Matrix Exponential of Identity Matrix

Question

I was just wondering what would the sum be of $e^{I_n}$ where $I_n$ is the identity matrix. I know the maclaurin series for $e^x$ is $1+\frac x{1!}+\frac {x^2}{2!}+...$. I know that $e^0$ is 1 right? How should I calculate $e^{I_n}$

Answer 1

For a diagonal matrix $M$ the exponential is simply the exponential of each diagonal entry: $$e^M=\left(\begin{array}{cccc} e^{m_{11}} & 0 & \ldots & 0 \\ 0 & e^{m_{22}} & \ldots & 0 \\ \vdots & \vdots & \ddots & \vdots \\ 0 & 0 & \ldots & e^{m_{nn}} \end{array}\right).$$ You can show this from the identity $$e^M = \sum_{k=0}^\infty \frac{1}{k!} M^k.$$ Since the product of two diagonal matrices $A$ and $B$ is the product of their diagonal elements, $$\left(\begin{array}{cccc} a_{11} & 0 & \ldots & 0 \\ 0 & a_{22} & \ldots & 0 \\ \vdots & \vdots & \ddots & \vdots \\ 0 & 0 & \ldots & a_{nn} \end{array}\right) \left(\begin{array}{cccc} b_{11} & 0 & \ldots & 0 \\ 0 & b_{22} & \ldots & 0 \\ \vdots & \vdots & \ddots & \vdots \\ 0 & 0 & \ldots & b_{nn} \end{array}\right) =\left(\begin{array}{cccc} a_{11}b_{11} & 0 & \ldots & 0 \\ 0 & a_{22}b_{22} & \ldots & 0 \\ \vdots & \vdots & \ddots & \vdots \\ 0 & 0 & \ldots & a_{nn}b_{nn} \end{array}\right),$$ it easily follows that $e^M$ is as shown above.

Answer 2

You can use the Taylor expansion of the exponential,

$\displaystyle e^x = \sum_{k=0}^\infty \frac{x^k}{k!}$.
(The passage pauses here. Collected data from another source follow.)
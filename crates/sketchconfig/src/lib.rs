use std::fmt;
use std::path::{Path, PathBuf};
use std::str::FromStr;
use std::time::Duration;

use serde::de::{self, Deserializer};
use serde::{Deserialize, Serialize, Serializer};

pub const CONFIG_VERSION: u32 = 1;
pub const DEFAULT_HOLD: Duration = Duration::from_millis(1000);

#[derive(Debug, thiserror::Error)]
pub enum ConfigError {
    #[error("failed to read configuration {path}: {source}")]
    Io {
        path: PathBuf,
        #[source]
        source: std::io::Error,
    },
    #[error("failed to parse configuration: {0}")]
    Parse(#[from] toml::de::Error),
    #[error("invalid configuration: {0}")]
    Invalid(String),
}

#[derive(Debug, Clone, Deserialize, Serialize)]
pub struct SketchConfig {
    pub version: u32,
    #[serde(default)]
    pub window: WindowSettings,
    #[serde(default)]
    pub interaction: Interaction,
    #[serde(default, skip_serializing_if = "Vec::is_empty")]
    pub content: Vec<ContentEntry>,
}

#[derive(Debug, Clone, Default, Deserialize, Serialize)]
pub struct WindowSettings {
    #[serde(default, skip_serializing_if = "Option::is_none")]
    pub size: Option<WindowSize>,
    #[serde(default, skip_serializing_if = "Option::is_none")]
    pub fps: Option<f32>,
    #[serde(
        default,
        deserialize_with = "deserialize_antialias_opt",
        skip_serializing_if = "Option::is_none"
    )]
    pub antialias: Option<AntialiasSetting>,
}

#[derive(Debug, Clone, Default, Deserialize, Serialize)]
pub struct Interaction {
    #[serde(
        default,
        deserialize_with = "deserialize_duration_opt",
        serialize_with = "serialize_duration_opt",
        skip_serializing_if = "Option::is_none"
    )]
    pub hold: Option<Duration>,
}

impl Interaction {
    pub fn hold(&self) -> Duration {
        self.hold.unwrap_or(DEFAULT_HOLD)
    }
}

/// One caption pair and the sphere color that goes with it.
#[derive(Debug, Clone, PartialEq, Deserialize, Serialize)]
pub struct ContentEntry {
    pub title: String,
    #[serde(default)]
    pub subtitle: String,
    pub color: [f32; 3],
}

impl ContentEntry {
    pub fn new(title: &str, subtitle: &str, color: [f32; 3]) -> Self {
        Self {
            title: title.to_string(),
            subtitle: subtitle.to_string(),
            color,
        }
    }
}

/// Content shown when the configuration does not list any.
pub fn builtin_content() -> Vec<ContentEntry> {
    vec![
        ContentEntry::new(
            "BEHOLD!!",
            "a new experience created with...",
            [0.1, 0.8, 0.1],
        ),
        ContentEntry::new(
            "RAYMARCHING",
            "with more interactions by...",
            [0.65, 0.2, 0.1],
        ),
        ContentEntry::new("KHANJAN JHA", "...MOODY DEV...", [1.0, 0.9, 0.1]),
    ]
}

#[derive(Debug, Clone, Copy, PartialEq, Eq)]
pub struct WindowSize {
    pub width: u32,
    pub height: u32,
}

impl WindowSize {
    pub const DEFAULT: WindowSize = WindowSize {
        width: 1280,
        height: 720,
    };
}

impl Default for WindowSize {
    fn default() -> Self {
        Self::DEFAULT
    }
}

impl fmt::Display for WindowSize {
    fn fmt(&self, f: &mut fmt::Formatter<'_>) -> fmt::Result {
        write!(f, "{}x{}", self.width, self.height)
    }
}

impl FromStr for WindowSize {
    type Err = String;

    fn from_str(raw: &str) -> Result<Self, Self::Err> {
        let normalized = raw.trim().to_ascii_lowercase();
        let (w, h) = normalized
            .split_once('x')
            .ok_or_else(|| format!("invalid size '{raw}'; expected WIDTHxHEIGHT"))?;
        let width: u32 = w
            .trim()
            .parse()
            .map_err(|_| format!("invalid width in '{raw}'"))?;
        let height: u32 = h
            .trim()
            .parse()
            .map_err(|_| format!("invalid height in '{raw}'"))?;
        if width == 0 || height == 0 {
            return Err(format!("size '{raw}' must be non-zero in both dimensions"));
        }
        Ok(Self { width, height })
    }
}

impl<'de> Deserialize<'de> for WindowSize {
    fn deserialize<D>(deserializer: D) -> Result<Self, D::Error>
    where
        D: Deserializer<'de>,
    {
        let raw = String::deserialize(deserializer)?;
        raw.parse().map_err(de::Error::custom)
    }
}

impl Serialize for WindowSize {
    fn serialize<S>(&self, serializer: S) -> Result<S::Ok, S::Error>
    where
        S: Serializer,
    {
        serializer.collect_str(self)
    }
}

#[derive(Debug, Clone, Copy, PartialEq, Eq, Default, Serialize, Deserialize)]
#[serde(rename_all = "lowercase")]
pub enum AntialiasSetting {
    #[default]
    Auto,
    Off,
    Samples2,
    Samples4,
    Samples8,
    Samples16,
}

impl AntialiasSetting {
    pub fn from_samples(samples: u32) -> Option<Self> {
        match samples {
            0 | 1 => Some(Self::Off),
            2 => Some(Self::Samples2),
            4 => Some(Self::Samples4),
            8 => Some(Self::Samples8),
            16 => Some(Self::Samples16),
            _ => None,
        }
    }
}

impl FromStr for AntialiasSetting {
    type Err = String;

    fn from_str(raw: &str) -> Result<Self, Self::Err> {
        parse_antialias(raw)
    }
}

fn deserialize_duration_opt<'de, D>(deserializer: D) -> Result<Option<Duration>, D::Error>
where
    D: Deserializer<'de>,
{
    struct Visitor;
    impl<'de> de::Visitor<'de> for Visitor {
        type Value = Option<Duration>;

        fn expecting(&self, formatter: &mut fmt::Formatter<'_>) -> fmt::Result {
            formatter.write_str("a duration as number of seconds or human-readable string")
        }

        fn visit_str<E>(self, v: &str) -> Result<Self::Value, E>
        where
            E: de::Error,
        {
            humantime::parse_duration(v)
                .map(Some)
                .map_err(|err| E::custom(format!("invalid duration '{v}': {err}")))
        }

        fn visit_u64<E>(self, v: u64) -> Result<Self::Value, E>
        where
            E: de::Error,
        {
            Ok(Some(Duration::from_secs(v)))
        }

        fn visit_i64<E>(self, v: i64) -> Result<Self::Value, E>
        where
            E: de::Error,
        {
            if v < 0 {
                return Err(E::custom("duration must be non-negative"));
            }
            Ok(Some(Duration::from_secs(v as u64)))
        }

        fn visit_f64<E>(self, v: f64) -> Result<Self::Value, E>
        where
            E: de::Error,
        {
            if !v.is_finite() || v.is_sign_negative() {
                return Err(E::custom("duration must be a non-negative number"));
            }
            Ok(Some(Duration::from_secs_f64(v)))
        }

        fn visit_none<E>(self) -> Result<Self::Value, E>
        where
            E: de::Error,
        {
            Ok(None)
        }

        fn visit_unit<E>(self) -> Result<Self::Value, E>
        where
            E: de::Error,
        {
            Ok(None)
        }
    }

    deserializer.deserialize_any(Visitor)
}

fn serialize_duration_opt<S>(value: &Option<Duration>, serializer: S) -> Result<S::Ok, S::Error>
where
    S: Serializer,
{
    match value {
        Some(duration) => serializer.collect_str(&humantime::format_duration(*duration)),
        None => serializer.serialize_none(),
    }
}

fn deserialize_antialias_opt<'de, D>(deserializer: D) -> Result<Option<AntialiasSetting>, D::Error>
where
    D: Deserializer<'de>,
{
    #[derive(Deserialize)]
    #[serde(untagged)]
    enum Helper {
        Str(String),
        Num(i64),
    }

    let helper: Option<Helper> = Option::deserialize(deserializer)?;
    let result = match helper {
        None => None,
        Some(Helper::Str(raw)) => Some(parse_antialias(&raw).map_err(de::Error::custom)?),
        Some(Helper::Num(value)) => {
            if value < 0 {
                return Err(de::Error::custom("antialias value must be non-negative"));
            }
            Some(parse_antialias(&value.to_string()).map_err(de::Error::custom)?)
        }
    };
    Ok(result)
}

fn parse_antialias(raw: &str) -> Result<AntialiasSetting, String> {
    let normalized = raw.trim().to_ascii_lowercase();
    match normalized.as_str() {
        "auto" | "max" | "default" => Ok(AntialiasSetting::Auto),
        "off" | "none" | "disable" | "disabled" | "0" | "1" => Ok(AntialiasSetting::Off),
        "2" => Ok(AntialiasSetting::Samples2),
        "4" => Ok(AntialiasSetting::Samples4),
        "8" => Ok(AntialiasSetting::Samples8),
        "16" => Ok(AntialiasSetting::Samples16),
        other => Err(format!("invalid antialias setting '{other}'")),
    }
}

impl Default for SketchConfig {
    fn default() -> Self {
        Self {
            version: CONFIG_VERSION,
            window: WindowSettings::default(),
            interaction: Interaction::default(),
            content: Vec::new(),
        }
    }
}

impl SketchConfig {
    pub fn from_toml_str(input: &str) -> Result<Self, ConfigError> {
        let raw: SketchConfig = toml::from_str(input)?;
        raw.validate()?;
        Ok(raw)
    }

    pub fn load(path: &Path) -> Result<Self, ConfigError> {
        let contents = std::fs::read_to_string(path).map_err(|source| ConfigError::Io {
            path: path.to_path_buf(),
            source,
        })?;
        Self::from_toml_str(&contents)
    }

    /// Like [`SketchConfig::load`], but a missing file yields `Ok(None)`.
    pub fn load_optional(path: &Path) -> Result<Option<Self>, ConfigError> {
        match Self::load(path) {
            Ok(config) => Ok(Some(config)),
            Err(ConfigError::Io { source, .. })
                if source.kind() == std::io::ErrorKind::NotFound =>
            {
                Ok(None)
            }
            Err(err) => Err(err),
        }
    }

    /// Configured content, or the built-in list when none is configured.
    pub fn content_entries(&self) -> Vec<ContentEntry> {
        if self.content.is_empty() {
            builtin_content()
        } else {
            self.content.clone()
        }
    }

    pub fn hold(&self) -> Duration {
        self.interaction.hold()
    }

    pub fn validate(&self) -> Result<(), ConfigError> {
        if self.version != CONFIG_VERSION {
            return Err(ConfigError::Invalid(format!(
                "unsupported config version {}; expected {CONFIG_VERSION}",
                self.version
            )));
        }

        if let Some(fps) = self.window.fps {
            if !fps.is_finite() || fps < 0.0 {
                return Err(ConfigError::Invalid("window.fps must be >= 0".into()));
            }
        }

        if let Some(hold) = self.interaction.hold {
            if hold.is_zero() {
                return Err(ConfigError::Invalid(
                    "interaction.hold must be greater than zero".into(),
                ));
            }
        }

        for (index, entry) in self.content.iter().enumerate() {
            if entry.title.trim().is_empty() {
                return Err(ConfigError::Invalid(format!(
                    "content entry {index} has an empty title"
                )));
            }

            if entry
                .color
                .iter()
                .any(|c| !c.is_finite() || !(0.0..=1.0).contains(c))
            {
                return Err(ConfigError::Invalid(format!(
                    "content '{}' color {:?} must have components within [0, 1]",
                    entry.title, entry.color
                )));
            }
        }

        Ok(())
    }
}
All the powers of the identity matrix are equal to the identity matrix, so $\displaystyle I_n^k = I_n$.

Therefore,

$\displaystyle e^{I_n} = I_n \sum_{k=0}^\infty \frac{1}{k!} = e \, I_n$.

This is a diagonal matrix with all the terms in the diagonal being $e$.